The Federal Constitutional Court in Karlsruhe. Citizens can lodge a complaint there if they feel that their basic rights have been violated. (& copy AP)

The idea of ​​a state in which the law rules and which guarantees legal security for all citizens arose in ancient Greece. The philosophy of the Enlightenment took up the doctrine of natural law, which also originated in antiquity: every human being has innate rights based on his nature. These are pre-state or supranational rights that the state cannot confer, but can only guarantee.

The concept of the constitutional state originated in Germany in the 19th century and has played a central role in German legal and constitutional history ever since. Most other states do not know the term, where the rule of law is synonymous with constitutional state or democracy.

The liberal constitutional state

The economically emerging bourgeoisie enforced the principles of the liberal constitutional state in the fight against the monarchical authoritarian state, which patronized the citizens as subjects. The political ideology of the bourgeoisie, liberalism, called for the removal of all barriers that hindered the individual's self-development. The state should limit itself to guaranteeing the political freedom and unhindered economic activity of its citizens.

Basic principles

All government action is bound by the law (legal security), all citizens are equal before the law (legal equality), independent courts protect citizens from arbitrary interference by the state (legal protection).

In the economy, according to the principles of the liberal constitutional state, the free play of forces should prevail, producers and consumers should be able to pursue their economic interests without state intervention. The state should only create the conditions for this through legal regulations: guarantee of private property, free competition, freedom of trade, freedom of contract, free trade.

Rule of law and social question

The freedom and legal guarantees of the liberal constitutional state are essential components of today's constitutional state. However, they proved to be in need of supplementation in two respects. As early as the 19th century it became evident that unrestrained economic liberalism was so exacerbating social inequality and the resulting social injustices that the state was forced to intervene. This started a development that led to the modern welfare state. The Basic Law consequently combines the rule of law and the welfare state to form a social constitutional state.

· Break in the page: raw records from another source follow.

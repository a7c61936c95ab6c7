//! Session issuance collaborator.
//!
//! Cookie or token issuance belongs to the hosting layer; the account
//! state machine only signals the transitions.

use crate::models::Account;
use crate::services::error::ServiceError;
use async_trait::async_trait;
use uuid::Uuid;

#[async_trait]
pub trait SessionIssuer: Send + Sync {
    /// Establish a session for the account. `persistent` carries the
    /// caller's remember-me choice through to the cookie/token lifetime.
    async fn sign_in(&self, account: &Account, persistent: bool) -> Result<(), ServiceError>;

    async fn sign_out(&self, account_id: Uuid) -> Result<(), ServiceError>;
}

/// Issuer that does nothing, for embedding the core without a session
/// layer (batch tools, tests).
#[derive(Debug, Clone, Default)]
pub struct NullSessionIssuer;

#[async_trait]
impl SessionIssuer for NullSessionIssuer {
    async fn sign_in(&self, account: &Account, _persistent: bool) -> Result<(), ServiceError> {
        tracing::debug!(account_id = %account.account_id, "Session issuance skipped");
        Ok(())
    }

    async fn sign_out(&self, _account_id: Uuid) -> Result<(), ServiceError> {
        Ok(())
    }
}
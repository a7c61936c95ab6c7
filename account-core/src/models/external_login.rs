//! External login model - a provider-asserted credential linked to an account.

use chrono::{DateTime, Utc};
use serde::{Deserialize, Serialize};
use uuid::Uuid;

/// External login entity, unique on (provider, provider_key).
#[derive(Debug, Clone, PartialEq, Eq, Serialize, Deserialize)]
pub struct ExternalLogin {
    pub provider: String,
    pub provider_key: String,
    pub account_id: Uuid,
    pub created_utc: DateTime<Utc>,
}

impl ExternalLogin {
    pub fn new(provider: String, provider_key: String, account_id: Uuid) -> Self {
        Self {
            provider,
            provider_key,
            account_id,
            created_utc: Utc::now(),
        }
    }
}

/// Identity asserted by an external provider after its handshake completes.
///
/// The email is whatever the provider claims and is only trusted as a
/// pre-filled suggestion during the confirmation step.
#[derive(Debug, Clone)]
pub struct ExternalAssertion {
    pub provider: String,
    pub provider_key: String,
    pub email: Option<String>,
}
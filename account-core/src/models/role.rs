//! Role codes and the authenticated principal they attach to.

use serde::{Deserialize, Serialize};
use std::collections::HashSet;
use uuid::Uuid;

/// Role codes recognized by the account layer.
#[derive(Debug, Clone, Copy, PartialEq, Eq, Hash, Serialize, Deserialize)]
#[serde(rename_all = "snake_case")]
pub enum Role {
    /// Unrestricted administrator.
    Administrator,
    /// Administrator scoped to a single client.
    ClientAdministrator,
    /// Regular account with no management rights.
    Member,
}

impl Role {
    pub fn as_str(&self) -> &'static str {
        match self {
            Role::Administrator => "administrator",
            Role::ClientAdministrator => "client_administrator",
            Role::Member => "member",
        }
    }
}

impl std::str::FromStr for Role {
    type Err = String;

    fn from_str(s: &str) -> Result<Self, Self::Err> {
        match s.to_lowercase().as_str() {
            "administrator" => Ok(Role::Administrator),
            "client_administrator" => Ok(Role::ClientAdministrator),
            "member" => Ok(Role::Member),
            _ => Err(format!("Invalid role: {}", s)),
        }
    }
}

/// Authenticated caller identity, as asserted by the session layer.
///
/// Carries only the claims this crate consumes: the account key, role
/// membership, and the optional client scope.
#[derive(Debug, Clone)]
pub struct Principal {
    pub account_id: Uuid,
    pub email: String,
    pub roles: HashSet<Role>,
    pub client_id: Option<Uuid>,
}

impl Principal {
    pub fn new(account_id: Uuid, email: impl Into<String>) -> Self {
        Self {
            account_id,
            email: email.into(),
            roles: HashSet::new(),
            client_id: None,
        }
    }

    pub fn with_roles(mut self, roles: impl IntoIterator<Item = Role>) -> Self {
        self.roles.extend(roles);
        self
    }

    pub fn with_client(mut self, client_id: Uuid) -> Self {
        self.client_id = Some(client_id);
        self
    }

    pub fn is_in_role(&self, role: Role) -> bool {
        self.roles.contains(&role)
    }
}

State of law and substantive constitutional state

Later experience showed that the mere binding of state authority to the law, the only formal state under the rule of law, does not offer any protection from the arbitrariness of the state. The National Socialist ruling system formally clothed its injustice measures in laws, from the Enabling Act to the Racial Laws, and thus destroyed the rule of law. In the GDR the "socialist legalism" prevailed, in which the law served to carry out the party's will. The mere formal binding of state authority to the law is obviously not enough to preserve the rule of law. In addition, the content must be linked to a higher-ranking order of values, for example to natural law. The formal principle of the rule of law must be supplemented by the substantive, substantive rule of law. According to the Basic Law, human dignity is the highest basic value to which all state power is committed.